# [TASK GOAL]
All of the records listed below should be retyped exactly.

# [DATASET RECORDS]
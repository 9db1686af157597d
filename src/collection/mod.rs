//! The collect protocol
//!
//! A collect is two steps. The claim is a single store transaction that
//! flips `collected` exactly once; it is what settles races between devices
//! and is never retried blindly, since a retry after an ambiguous failure
//! could misreport who won. The merge then credits the contents to the
//! winner's inventory and is retried with backoff. Merges are idempotent per
//! box because the inventory records every box it has absorbed, so a merge
//! abandoned here is finished later by [`CollectionCoordinator::recover_pending_merges`].

mod retry;

pub use retry::{with_retry, RetryPolicy};

use crate::error::Result;
use crate::inventory::{MergeOutcome, UserInventory};
use crate::loot::{BoxId, Item, LootBox, UserId};
use crate::metrics::LootMetricsHandle;
use crate::runtime::AsyncSpawner;
use crate::store::{LootBoxFilter, LootStore, Mutation, SortOrder, StoreResult, Transacted};
use chrono::Utc;
use std::sync::Arc;
use std::time::Instant;

/// Items handed to the winner of a claim
#[derive(Debug, Clone, PartialEq)]
pub struct CollectedLoot {
    pub box_id: BoxId,
    pub items: Vec<Item>,
    /// Whether the items reached the inventory; `false` leaves a pending merge
    pub merged: bool,
}

/// Result of one collect attempt
#[derive(Debug, Clone, PartialEq)]
pub enum CollectOutcome {
    Collected(CollectedLoot),
    /// Someone else (or an earlier attempt) already claimed the box
    AlreadyCollected,
    /// The box does not exist; usually a stale map marker
    NotFound,
}

impl CollectOutcome {
    pub fn is_collected(&self) -> bool {
        matches!(self, CollectOutcome::Collected(_))
    }
}

/// Runs claims and inventory merges against the store
pub struct CollectionCoordinator<S, P> {
    store: Arc<S>,
    spawner: P,
    retry: RetryPolicy,
    metrics: LootMetricsHandle,
}

impl<S, P: Clone> Clone for CollectionCoordinator<S, P> {
    fn clone(&self) -> Self {
        Self {
            store: Arc::clone(&self.store),
            spawner: self.spawner.clone(),
            retry: self.retry,
            metrics: self.metrics.clone(),
        }
    }
}

impl<S, P> CollectionCoordinator<S, P>
where
    S: LootStore + 'static,
    P: AsyncSpawner,
{
    pub fn new(store: Arc<S>, spawner: P, retry: RetryPolicy) -> Self {
        Self::with_metrics(store, spawner, retry, LootMetricsHandle::new())
    }

    pub fn with_metrics(
        store: Arc<S>,
        spawner: P,
        retry: RetryPolicy,
        metrics: LootMetricsHandle,
    ) -> Self {
        Self {
            store,
            spawner,
            retry,
            metrics,
        }
    }

    pub fn store(&self) -> &Arc<S> {
        &self.store
    }

    pub fn spawner(&self) -> &P {
        &self.spawner
    }

    pub fn metrics(&self) -> &LootMetricsHandle {
        &self.metrics
    }

    /// Claim `box_id` for `user` and credit its contents
    ///
    /// Losing the race and missing boxes are outcomes, not errors. An error
    /// means the claim transaction itself failed and nothing was written.
    pub async fn attempt_collect(&self, box_id: &BoxId, user: &UserId) -> Result<CollectOutcome> {
        let started = Instant::now();
        let claimed_at = Utc::now();
        let claim = |current: &LootBox| {
            if current.collected {
                Mutation::Keep
            } else {
                Mutation::Replace(current.clone().into_collected(user.clone(), claimed_at))
            }
        };

        let loot_box = match self.store.transact_loot_box(box_id, &claim).await? {
            Transacted::Missing => {
                log::debug!("Box {} not found", box_id);
                self.metrics.record_not_found();
                return Ok(CollectOutcome::NotFound);
            }
            Transacted::Unchanged(existing) => {
                log::debug!(
                    "Box {} already collected by {:?}",
                    box_id,
                    existing.collected_by.as_ref().map(UserId::as_str)
                );
                self.metrics.record_conflict();
                return Ok(CollectOutcome::AlreadyCollected);
            }
            Transacted::Written(claimed) => claimed,
        };

        let merged = match self.merge_contents(user, &loot_box).await {
            Ok(_) => true,
            Err(e) => {
                log::error!(
                    "Merge of box {} for {} abandoned, left pending: {}",
                    box_id,
                    user,
                    e
                );
                self.metrics.record_pending_merge();
                false
            }
        };

        self.metrics.record_collection(started.elapsed());
        log::info!(
            "{} collected {} ({})",
            user,
            loot_box.describe(),
            loot_box.id
        );

        Ok(CollectOutcome::Collected(CollectedLoot {
            box_id: loot_box.id,
            items: loot_box.contents,
            merged,
        }))
    }

    /// Credit a claimed box to `user`'s inventory, retrying transient failures
    ///
    /// Safe to repeat: a box already in the inventory is skipped.
    pub async fn merge_contents(&self, user: &UserId, loot_box: &LootBox) -> StoreResult<MergeOutcome> {
        let now = Utc::now();
        let merge = |mut inventory: UserInventory| match inventory.merge_box(loot_box, now) {
            MergeOutcome::Applied => Mutation::Replace(inventory),
            MergeOutcome::AlreadyApplied => Mutation::Keep,
        };
        let store = &self.store;
        let merge_ref = &merge;

        let written = with_retry(
            &self.spawner,
            &self.retry,
            "inventory merge",
            move || store.transact_inventory(user, merge_ref),
            || self.metrics.record_merge_retry(),
        )
        .await?;

        Ok(match written {
            Transacted::Written(_) => MergeOutcome::Applied,
            Transacted::Unchanged(_) | Transacted::Missing => MergeOutcome::AlreadyApplied,
        })
    }

    /// Merge every box `user` has claimed but never credited
    ///
    /// Returns how many boxes were merged now.
    pub async fn recover_pending_merges(&self, user: &UserId) -> Result<usize> {
        let inventory = self.load_inventory(user).await?;

        let store = &self.store;
        let filter = LootBoxFilter::collected_by(user.clone());
        let filter_ref = &filter;
        let claimed = with_retry(
            &self.spawner,
            &self.retry,
            "claimed box query",
            move || store.query_loot_boxes(filter_ref, SortOrder::OldestFirst, usize::MAX),
            || {},
        )
        .await?;

        let mut recovered = 0;
        for loot_box in claimed.iter().filter(|b| !inventory.has_applied(&b.id)) {
            if self.merge_contents(user, loot_box).await? == MergeOutcome::Applied {
                log::info!("Recovered pending merge of box {} for {}", loot_box.id, user);
                recovered += 1;
            }
        }
        Ok(recovered)
    }

    /// Read `user`'s inventory, or an empty one if none exists yet
    pub async fn load_inventory(&self, user: &UserId) -> Result<UserInventory> {
        let store = &self.store;
        let existing = with_retry(
            &self.spawner,
            &self.retry,
            "inventory read",
            move || store.get_inventory(user),
            || {},
        )
        .await?;

        Ok(existing.unwrap_or_else(|| UserInventory::new(user.clone())))
    }

    /// Add walked distance to the persisted inventory total
    pub async fn mirror_distance(&self, user: &UserId, meters: f64) -> Result<()> {
        if meters <= 0.0 {
            return Ok(());
        }

        let now = Utc::now();
        let add = |mut inventory: UserInventory| {
            inventory.add_distance(meters, now);
            Mutation::Replace(inventory)
        };
        let store = &self.store;
        let add_ref = &add;

        with_retry(
            &self.spawner,
            &self.retry,
            "distance mirror",
            move || store.transact_inventory(user, add_ref),
            || {},
        )
        .await?;

        log::debug!("Mirrored {:.1}m for {}", meters, user);
        Ok(())
    }
}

# [TASK SOLUTION]
repository 9db1686af157597d
filename src/collection/mod.rs
//! The collect protocol
//!
//! A collect is two steps. The claim is a single store transaction that
//! flips `collected` exactly once; it is what settles races between devices
//! and is never retried blindly, since a retry after an ambiguous failure
//! could misreport who won. The merge then credits the contents to the
//! winner's inventory and is retried with backoff. Merges are idempotent per
//! box because the inventory records every box it has absorbed, so a merge
//! abandoned here is finished later by [`CollectionCoordinator::recover_pending_merges`].

mod retry;

pub use retry::{with_retry, RetryPolicy};

use crate::error::Result;
use crate::inventory::{MergeOutcome, UserInventory};
use crate::loot::{BoxId, Item, LootBox, UserId};
use crate::metrics::LootMetricsHandle;
use crate::runtime::AsyncSpawner;
use crate::store::{LootBoxFilter, LootStore, Mutation, SortOrder, StoreResult, Transacted};
use chrono::Utc;
use std::sync::Arc;
use std::time::Instant;

/// Items handed to the winner of a claim
#[derive(Debug, Clone, PartialEq)]
pub struct CollectedLoot {
    pub box_id: BoxId,
    pub items: Vec<Item>,
    /// Whether the items reached the inventory; `false` leaves a pending merge
    pub merged: bool,
}

/// Result of one collect attempt
#[derive(Debug, Clone, PartialEq)]
pub enum CollectOutcome {
    Collected(CollectedLoot),
    /// Someone else (or an earlier attempt) already claimed the box
    AlreadyCollected,
    /// The box does not exist; usually a stale map marker
    NotFound,
}

impl CollectOutcome {
    pub fn is_collected(&self) -> bool {
        matches!(self, CollectOutcome::Collected(_))
    }
}

/// Runs claims and inventory merges against the store
pub struct CollectionCoordinator<S, P> {
    store: Arc<S>,
    spawner: P,
    retry: RetryPolicy,
    metrics: LootMetricsHandle,
}

impl<S, P: Clone> Clone for CollectionCoordinator<S, P> {
    fn clone(&self) -> Self {
        Self {
            store: Arc::clone(&self.store),
            spawner: self.spawner.clone(),
            retry: self.retry,
            metrics: self.metrics.clone(),
        }
    }
}

impl<S, P> CollectionCoordinator<S, P>
where
    S: LootStore + 'static,
    P: AsyncSpawner,
{
    pub fn new(store: Arc<S>, spawner: P, retry: RetryPolicy) -> Self {
        Self::with_metrics(store, spawner, retry, LootMetricsHandle::new())
    }

    pub fn with_metrics(
        store: Arc<S>,
        spawner: P,
        retry: RetryPolicy,
        metrics: LootMetricsHandle,
    ) -> Self {
        Self {
            store,
            spawner,
            retry,
            metrics,
        }
    }

    pub fn store(&self) -> &Arc<S> {
        &self.store
    }

    pub fn spawner(&self) -> &P {
        &self.spawner
    }

    pub fn metrics(&self) -> &LootMetricsHandle {
        &self.metrics
    }

    /// Claim `box_id` for `user` and credit its contents
    ///
    /// Losing the race and missing boxes are outcomes, not errors. An error
    /// means the claim transaction itself failed and nothing was written.
    pub async fn attempt_collect(&self, box_id: &BoxId, user: &UserId) -> Result<CollectOutcome> {
        let started = Instant::now();
        let claimed_at = Utc::now();
        let claim = |current: &LootBox| {
            if current.collected {
                Mutation::Keep
            } else {
                Mutation::Replace(current.clone().into_collected(user.clone(), claimed_at))
            }
        };

        let loot_box = match self.store.transact_loot_box(box_id, &claim).await? {
            Transacted::Missing => {
                log::debug!("Box {} not found", box_id);
                self.metrics.record_not_found();
                return Ok(CollectOutcome::NotFound);
            }
            Transacted::Unchanged(existing) => {
                log::debug!(
                    "Box {} already collected by {:?}",
                    box_id,
                    existing.collected_by.as_ref().map(UserId::as_str)
                );
                self.metrics.record_conflict();
                return Ok(CollectOutcome::AlreadyCollected);
            }
            Transacted::Written(claimed) => claimed,
        };

        let merged = match self.merge_contents(user, &loot_box).await {
            Ok(_) => true,
            Err(e) => {
                log::error!(
                    "Merge of box {} for {} abandoned, left pending: {}",
                    box_id,
                    user,
                    e
                );
                self.metrics.record_pending_merge();
                false
            }
        };

        self.metrics.record_collection(started.elapsed());
        log::info!(
            "{} collected {} ({})",
            user,
            loot_box.describe(),
            loot_box.id
        );

        Ok(CollectOutcome::Collected(CollectedLoot {
            box_id: loot_box.id,
            items: loot_box.contents,
            merged,
        }))
    }

    /// Credit a claimed box to `user`'s inventory, retrying transient failures
    ///
    /// Safe to repeat: a box already in the inventory is skipped.
    pub async fn merge_contents(&self, user: &UserId, loot_box: &LootBox) -> StoreResult<MergeOutcome> {
        let now = Utc::now();
        let merge = |mut inventory: UserInventory| match inventory.merge_box(loot_box, now) {
            MergeOutcome::Applied => Mutation::Replace(inventory),
            MergeOutcome::AlreadyApplied => Mutation::Keep,
        };
        let store = &self.store;
        let merge_ref = &merge;

        let written = with_retry(
            &self.spawner,
            &self.retry,
            "inventory merge",
            move || store.transact_inventory(user, merge_ref),
            || self.metrics.record_merge_retry(),
        )
        .await?;

        Ok(match written {
            Transacted::Written(_) => MergeOutcome::Applied,
            Transacted::Unchanged(_) | Transacted::Missing => MergeOutcome::AlreadyApplied,
        })
    }

    /// Merge every box `user` has claimed but never credited
    ///
    /// Returns how many boxes were merged now.
    pub async fn recover_pending_merges(&self, user: &UserId) -> Result<usize> {
        let inventory = self.load_inventory(user).await?;

        let store = &self.store;
        let filter = LootBoxFilter::collected_by(user.clone());
        let filter_ref = &filter;
        let claimed = with_retry(
            &self.spawner,
            &self.retry,
            "claimed box query",
            move || store.query_loot_boxes(filter_ref, SortOrder::OldestFirst, usize::MAX),
            || {},
        )
        .await?;

        let mut recovered = 0;
        for loot_box in claimed.iter().filter(|b| !inventory.has_applied(&b.id)) {
            if self.merge_contents(user, loot_box).await? == MergeOutcome::Applied {
                log::info!("Recovered pending merge of box {} for {}", loot_box.id, user);
                recovered += 1;
            }
        }
        Ok(recovered)
    }

    /// Read `user`'s inventory, or an empty one if none exists yet
    pub async fn load_inventory(&self, user: &UserId) -> Result<UserInventory> {
        let store = &self.store;
        let existing = with_retry(
            &self.spawner,
            &self.retry,
            "inventory read",
            move || store.get_inventory(user),
            || {},
        )
        .await?;

        Ok(existing.unwrap_or_else(|| UserInventory::new(user.clone())))
    }

    /// Add walked distance to the persisted inventory total
    pub async fn mirror_distance(&self, user: &UserId, meters: f64) -> Result<()> {
        if meters <= 0.0 {
            return Ok(());
        }

        let now = Utc::now();
        let add = |mut inventory: UserInventory| {
            inventory.add_distance(meters, now);
            Mutation::Replace(inventory)
        };
        let store = &self.store;
        let add_ref = &add;

        with_retry(
            &self.spawner,
            &self.retry,
            "distance mirror",
            move || store.transact_inventory(user, add_ref),
            || {},
        )
        .await?;

        log::debug!("Mirrored {:.1}m for {}", meters, user);
        Ok(())
    }
}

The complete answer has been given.